==== DATA SECTION ====

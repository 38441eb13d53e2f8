//! Audio model for the hovercraft
//!
//! Nothing here plays sound. The crate computes the volume and playback
//! frequency a looping engine sample should use each frame, so any backend
//! can apply them:
//! - Volume falls off with the distance between camera and vehicle
//! - Pitch rises with thrust, and further when the vehicle is airborne
//!
//! # Example
//!
//! ```
//! use hovercraft_audio::{EngineSound, IDLE_FREQUENCY};
//!
//! let mut engine = EngineSound::new();
//! engine.update(0.1, true, true, 30.0);
//! assert!(engine.frequency() > IDLE_FREQUENCY);
//! assert_eq!(engine.volume_millibels(), -900);
//! ```

pub mod engine;

pub use engine::{
    attenuation_millibels, target_frequency, EngineSound, AIR_FREQUENCY, GROUND_FREQUENCY,
    IDLE_FREQUENCY, SLEW_RATE,
};

/// Volume level (0.0 = silent, 1.0 = full volume)
#[derive(Debug, Clone, Copy, PartialEq, serde::Serialize, serde::Deserialize)]
pub struct Volume(f32);

impl Volume {
    /// Silent (0.0)
    pub const SILENT: Self = Self(0.0);
    /// Full volume (1.0)
    pub const FULL: Self = Self(1.0);

    /// Create a new volume level, clamped to [0.0, 1.0]
    pub fn new(value: f32) -> Self {
        Self(value.clamp(0.0, 1.0))
    }

    pub fn value(&self) -> f32 {
        self.0
    }

    /// Convert to decibels
    pub fn to_db(&self) -> f32 {
        if self.0 <= 0.0 {
            f32::NEG_INFINITY
        } else {
            20.0 * self.0.log10()
        }
    }

    /// Create from decibel value
    pub fn from_db(db: f32) -> Self {
        Self::new(10.0_f32.powf(db / 20.0))
    }

    /// Create from hundredths of a decibel
    pub fn from_millibels(millibels: i32) -> Self {
        Self::from_db(millibels as f32 / 100.0)
    }

    /// Hundredths of a decibel, rounded towards zero
    pub fn to_millibels(&self) -> i32 {
        if self.0 <= 0.0 {
            i32::MIN
        } else {
            (self.to_db() * 100.0) as i32
        }
    }
}

impl Default for Volume {
    fn default() -> Self {
        Self::FULL
    }
}

impl From<f32> for Volume {
    fn from(value: f32) -> Self {
        Self::new(value)
    }
}

#[cfg(test)]
mod tests {
    use super::*;

    #[test]
    fn test_volume_clamping() {
        assert_eq!(Volume::new(-0.5).value(), 0.0);
        assert_eq!(Volume::new(0.5).value(), 0.5);
        assert_eq!(Volume::new(1.5).value(), 1.0);
    }

    #[test]
    fn test_volume_db_conversion() {
        let vol = Volume::FULL;
        assert!((vol.to_db() - 0.0).abs() < 0.001);

        let half = Volume::from_db(-6.0);
        assert!((half.value() - 0.501).abs() < 0.01, "-6 dB is about half amplitude");

        assert_eq!(Volume::SILENT.to_db(), f32::NEG_INFINITY);
    }

    #[test]
    fn test_volume_millibels() {
        assert_eq!(Volume::from_millibels(0), Volume::FULL);
        let v = Volume::from_millibels(-2000);
        assert!((v.value() - 0.1).abs() < 1e-4, "-20 dB is a tenth, got {}", v.value());
        assert_eq!(Volume::SILENT.to_millibels(), i32::MIN);
        assert!((Volume::new(0.1).to_millibels() + 2000).abs() <= 1);
    }
}
//! Dust kicked up behind the hovercraft
//!
//! A fixed pool of point particles. Each lives for `lifetime` seconds, falls
//! under a weak gravity and is respawned at the emitter. Respawns per update
//! are rate limited so the pool spreads evenly along the trail.

use glam::{Mat3, Vec3};
use rand::rngs::StdRng;
use rand::{Rng, SeedableRng};

const GRAVITY: Vec3 = Vec3::new(0.0, -1.0, 0.0);

/// Emitter speed below which respawned particles are hidden
pub const MIN_EMIT_SPEED: f32 = 17.0;

/// Height respawned particles are parked at while the emitter is too slow
pub const HIDDEN_Y: f32 = -1000.0;

/// Standard deviation of the yaw jitter applied to each respawn, in radians
const JITTER_ANGLE: f32 = 2.0;

#[derive(Debug, Clone)]
pub struct DustTrail {
    positions: Vec<Vec3>,
    velocities: Vec<Vec3>,
    ages: Vec<f32>,
    lifetime: f32,
    emitter_position: Vec3,
    emitter_direction: Vec3,
    emitter_speed: f32,
    rng: StdRng,
}

impl DustTrail {
    /// # Arguments
    /// * `count` - Number of particles in the pool
    /// * `lifetime` - Seconds each particle lives
    /// * `seed` - Random seed; 0 seeds from the clock
    pub fn new(count: usize, lifetime: f32, seed: u64) -> Self {
        let seed = if seed == 0 {
            std::time::SystemTime::now()
                .duration_since(std::time::UNIX_EPOCH)
                .unwrap_or_default()
                .as_secs()
        } else {
            seed
        };
        let mut rng = StdRng::seed_from_u64(seed);
        let ages = (0..count).map(|_| rng.random::<f32>() * lifetime).collect();
        tracing::debug!("Dust trail: {} particles, seed {}", count, seed);

        Self {
            positions: vec![Vec3::ZERO; count],
            velocities: vec![Vec3::ZERO; count],
            ages,
            lifetime,
            emitter_position: Vec3::ZERO,
            emitter_direction: Vec3::ZERO,
            emitter_speed: 0.0,
            rng,
        }
    }

    /// Move the emitter; `velocity` sets both the launch direction and the speed
    pub fn set_emitter(&mut self, position: Vec3, velocity: Vec3) {
        self.emitter_position = position;
        self.emitter_speed = velocity.length();
        self.emitter_direction = velocity.normalize_or_zero();
    }

    pub fn update(&mut self, dt: f32) {
        let velocity_delta = GRAVITY * dt;
        let max_created = (dt / (self.lifetime / self.positions.len() as f32)) as usize;
        let mut created = 0;

        for i in 0..self.positions.len() {
            self.ages[i] += dt;
            if self.ages[i] < self.lifetime {
                self.velocities[i] += velocity_delta;
                self.positions[i] += self.velocities[i] * dt;
                continue;
            }

            // The check runs before counting, so one extra respawn gets through
            if created > max_created {
                continue;
            }
            created += 1;

            self.ages[i] = 0.0;
            let mut position = self.emitter_position;
            if self.emitter_speed < MIN_EMIT_SPEED {
                position.y = HIDDEN_Y;
            }

            let angle = self.gaussian(0.0, JITTER_ANGLE);
            let mut velocity = Mat3::from_rotation_y(angle) * self.emitter_direction;
            velocity.y += self.rng.random::<f32>();

            self.positions[i] = position - self.emitter_direction + velocity;
            self.velocities[i] = velocity;
        }
    }

    /// Box-Muller sample from a normal distribution
    fn gaussian(&mut self, mean: f32, std_dev: f32) -> f32 {
        let u1 = 1.0 - self.rng.random::<f32>();
        let u2 = self.rng.random::<f32>();
        let z = (-2.0 * u1.ln()).sqrt() * (std::f32::consts::TAU * u2).cos();
        mean + std_dev * z
    }

    pub fn positions(&self) -> &[Vec3] {
        &self.positions
    }

    pub fn velocities(&self) -> &[Vec3] {
        &self.velocities
    }

    pub fn ages(&self) -> &[f32] {
        &self.ages
    }

    pub fn len(&self) -> usize {
        self.positions.len()
    }

    pub fn is_empty(&self) -> bool {
        self.positions.is_empty()
    }

    pub fn lifetime(&self) -> f32 {
        self.lifetime
    }

    pub fn emitter_speed(&self) -> f32 {
        self.emitter_speed
    }
}

#[cfg(test)]
mod tests {
    use super::*;

    #[test]
    fn test_initial_ages_within_lifetime() {
        let trail = DustTrail::new(500, 2.0, 7);
        assert_eq!(trail.len(), 500);
        assert!(trail.ages().iter().all(|&a| (0.0..2.0).contains(&a)));
        assert!(trail.ages().iter().any(|&a| a > 1.0), "Ages should be spread out");
    }

    #[test]
    fn test_emitter_direction_is_normalized() {
        let mut trail = DustTrail::new(10, 2.0, 1);
        trail.set_emitter(Vec3::ONE, Vec3::new(0.0, 0.0, -20.0));
        assert_eq!(trail.emitter_speed(), 20.0);
        assert_eq!(trail.emitter_direction, Vec3::NEG_Z);
    }

    #[test]
    fn test_respawn_rate_limit() {
        let mut trail = DustTrail::new(100, 2.0, 3);
        // Every particle dies this update
        for age in trail.ages.iter_mut() {
            *age = 2.0;
        }
        trail.set_emitter(Vec3::new(0.0, 5.0, 0.0), Vec3::new(30.0, 0.0, 0.0));

        // dt / (lifetime / count) = 0.1 / 0.02 = 5; the limit lets 6 through
        trail.update(0.1);
        let respawned = trail.ages().iter().filter(|&&a| a == 0.0).count();
        assert_eq!(respawned, 6);
    }

    #[test]
    fn test_slow_emitter_hides_particles() {
        let mut trail = DustTrail::new(10, 1.0, 5);
        for age in trail.ages.iter_mut() {
            *age = 1.0;
        }
        trail.set_emitter(Vec3::new(0.0, 5.0, 0.0), Vec3::new(5.0, 0.0, 0.0));
        trail.update(1.0);

        for (age, p) in trail.ages().iter().zip(trail.positions()) {
            if *age == 0.0 {
                assert!(p.y < -990.0, "Respawn below the speed threshold is parked, got {:?}", p);
            }
        }
    }

    #[test]
    fn test_fast_emitter_spawns_near_emitter() {
        let mut trail = DustTrail::new(10, 1.0, 11);
        for age in trail.ages.iter_mut() {
            *age = 1.0;
        }
        let emitter = Vec3::new(100.0, 5.0, 100.0);
        trail.set_emitter(emitter, Vec3::new(0.0, 0.0, 20.0));
        trail.update(1.0);

        for (i, p) in trail.positions().iter().enumerate() {
            if trail.ages()[i] == 0.0 {
                let v = trail.velocities()[i];
                let horizontal = Vec3::new(v.x, 0.0, v.z).length();
                assert!((horizontal - 1.0).abs() < 1e-4, "Jitter only rotates about y: {:?}", v);
                assert!((0.0..1.0).contains(&v.y), "Vertical kick in [0, 1), got {}", v.y);
                assert!((*p - emitter).length() < 3.0, "Particle {} at {:?}", i, p);
            }
        }
    }

    #[test]
    fn test_live_particles_fall() {
        let mut trail = DustTrail::new(1, 10.0, 2);
        trail.ages[0] = 0.0;
        trail.positions[0] = Vec3::ZERO;
        trail.velocities[0] = Vec3::ZERO;

        trail.update(0.5);
        assert_eq!(trail.velocities()[0], Vec3::new(0.0, -0.5, 0.0));
        assert_eq!(trail.positions()[0], Vec3::new(0.0, -0.25, 0.0));
    }

    #[test]
    fn test_same_seed_same_trail() {
        let mut a = DustTrail::new(50, 1.0, 42);
        let mut b = DustTrail::new(50, 1.0, 42);
        for trail in [&mut a, &mut b] {
            trail.set_emitter(Vec3::ZERO, Vec3::new(20.0, 0.0, 0.0));
            trail.update(0.5);
        }
        assert_eq!(a.positions(), b.positions());
    }
}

====

▸ **ACTION ITEM**:
Every line in the records above with "contains" in it adds one to the count; give that count and nothing else.

▸ **ANSWER BOX**:
2